Transgenic Sm5 (3C3A) plants facilitate cell‐to‐cell viral movement. (a) Schematic representation of the T‐DNA portion of the plasmid pBI‐D‐PDLP5m5. LB and RB, left and right T‐DNA borders, respectively. NOS and NOST, Agrobacterium nopaline synthase promoter and terminator, respectively. Kan_R, neomycin phosphotransferase II, conferring resistance to kanamycin. 2x35S, two tandemly ordered Cauliflower mosaic virus 35 S promoters with the Tobacco etch virus leader sequence. 35ST, Cauliflower mosaic virus 35 S terminator. (b) Representative confocal images showing TMV‐GFP foci growth in select Sm5 lines compared to WT. The agrobacterial suspension was diluted to OD_600nm = 0.001. Ten foci were selected for monitoring per line from multiple plant samples.

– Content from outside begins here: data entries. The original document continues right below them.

//! Server configuration for Atrium.
//!
//! Loads configuration from environment variables with sensible defaults.
//! All settings can be overridden via `ATRIUM_*` environment variables.

use std::net::SocketAddr;
use std::time::Duration;

/// Server configuration.
#[derive(Debug, Clone)]
pub struct ServerConfig {
    /// Address to bind the HTTP listener to.
    pub bind_addr: SocketAddr,
    /// Secret store backend type.
    pub storage_backend: StorageBackendType,
    /// Log level filter (e.g., `info`, `debug`, `warn`).
    pub log_level: String,
    /// Path to the reveal audit log file (if file auditing is enabled).
    pub audit_file_path: Option<String>,
    /// Timeout applied to each connectivity probe.
    pub probe_timeout: Duration,
}

/// Supported secret store backend types.
#[derive(Debug, Clone, PartialEq, Eq)]
pub enum StorageBackendType {
    /// In-memory (development only, data lost on restart).
    Memory,
    /// AES-256-GCM encrypted file. The key comes from `ATRIUM_STORAGE_KEY`.
    EncryptedFile { path: String, key_hex: String },
}

impl ServerConfig {
    /// Load configuration from environment variables.
    ///
    /// Environment variables:
    /// - `PORT` — port to bind on (binds to `0.0.0.0`)
    /// - `ATRIUM_BIND_ADDR` — full bind address (overrides `PORT`, default: `127.0.0.1:8700`)
    /// - `ATRIUM_STORAGE` — `memory` or `file` (default: `memory`)
    /// - `ATRIUM_STORAGE_PATH` — path to the encrypted store file (default: `./data/config.enc`)
    /// - `ATRIUM_STORAGE_KEY` — 64 hex chars, required when `ATRIUM_STORAGE=file`
    /// - `ATRIUM_LOG_LEVEL` — log filter (default: `info`)
    /// - `ATRIUM_AUDIT_FILE` — path to the reveal audit log (optional)
    /// - `ATRIUM_PROBE_TIMEOUT_SECS` — connectivity probe timeout (default: `10`)
    ///
    /// # Errors
    ///
    /// Returns an error when `ATRIUM_STORAGE=file` but `ATRIUM_STORAGE_KEY`
    /// is not set — starting an encrypted store without a key cannot work.
    pub fn from_env() -> anyhow::Result<Self> {
        let bind_addr = if let Ok(addr) = std::env::var("ATRIUM_BIND_ADDR") {
            addr.parse()
                .unwrap_or_else(|_| SocketAddr::from(([127, 0, 0, 1], 8700)))
        } else if let Ok(port_str) = std::env::var("PORT") {
            let port: u16 = port_str.parse().unwrap_or(8700);
            SocketAddr::from(([0, 0, 0, 0], port))
        } else {
            SocketAddr::from(([127, 0, 0, 1], 8700))
        };

        let storage_backend = match std::env::var("ATRIUM_STORAGE")
            .unwrap_or_else(|_| "memory".to_owned())
            .to_lowercase()
            .as_str()
        {
            "file" => {
                let path = std::env::var("ATRIUM_STORAGE_PATH")
                    .unwrap_or_else(|_| "./data/config.enc".to_owned());
                let key_hex = std::env::var("ATRIUM_STORAGE_KEY").map_err(|_| {
                    anyhow::anyhow!("ATRIUM_STORAGE=file requires ATRIUM_STORAGE_KEY (64 hex chars)")
                })?;
                StorageBackendType::EncryptedFile { path, key_hex }
            }
            _ => StorageBackendType::Memory,
        };

        let log_level = std::env::var("ATRIUM_LOG_LEVEL").unwrap_or_else(|_| "info".to_owned());

        let audit_file_path = std::env::var("ATRIUM_AUDIT_FILE").ok();

        let probe_timeout_secs = std::env::var("ATRIUM_PROBE_TIMEOUT_SECS")
            .ok()
            .and_then(|v| v.parse().ok())
            .unwrap_or(10);

        Ok(Self {
            bind_addr,
            storage_backend,
            log_level,
            audit_file_path,
            probe_timeout: Duration::from_secs(probe_timeout_secs),
        })
    }
}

Size bars, 100 μm. (c) Quantitative results of the foci growth assays. At least 10 foci selected from multiple plants were monitored per genetic background in each experiment and the experiments were repeated at least two times. Error bars, standard deviation. Levels not connected by the same letters are significantly different at α = 0.05 according to the LSD test following one‐way ANOVA. n.s., no significance. (d) Representative photographs showing TMV‐GFP foci development in Sm5‐21 compared to WT N.b. leaves. Mature leaves of 4‐week‐old plants were agro inoculated by infiltrating them with the agrobacterial suspension diluted to OD_600nm = 0.001. Following agroinfiltration, the development of TMV‐GFP foci per leaf was monitored for 5 days following inoculation. Photos were taken under a BlackRay UV lamp using a D3500 Nikon camera.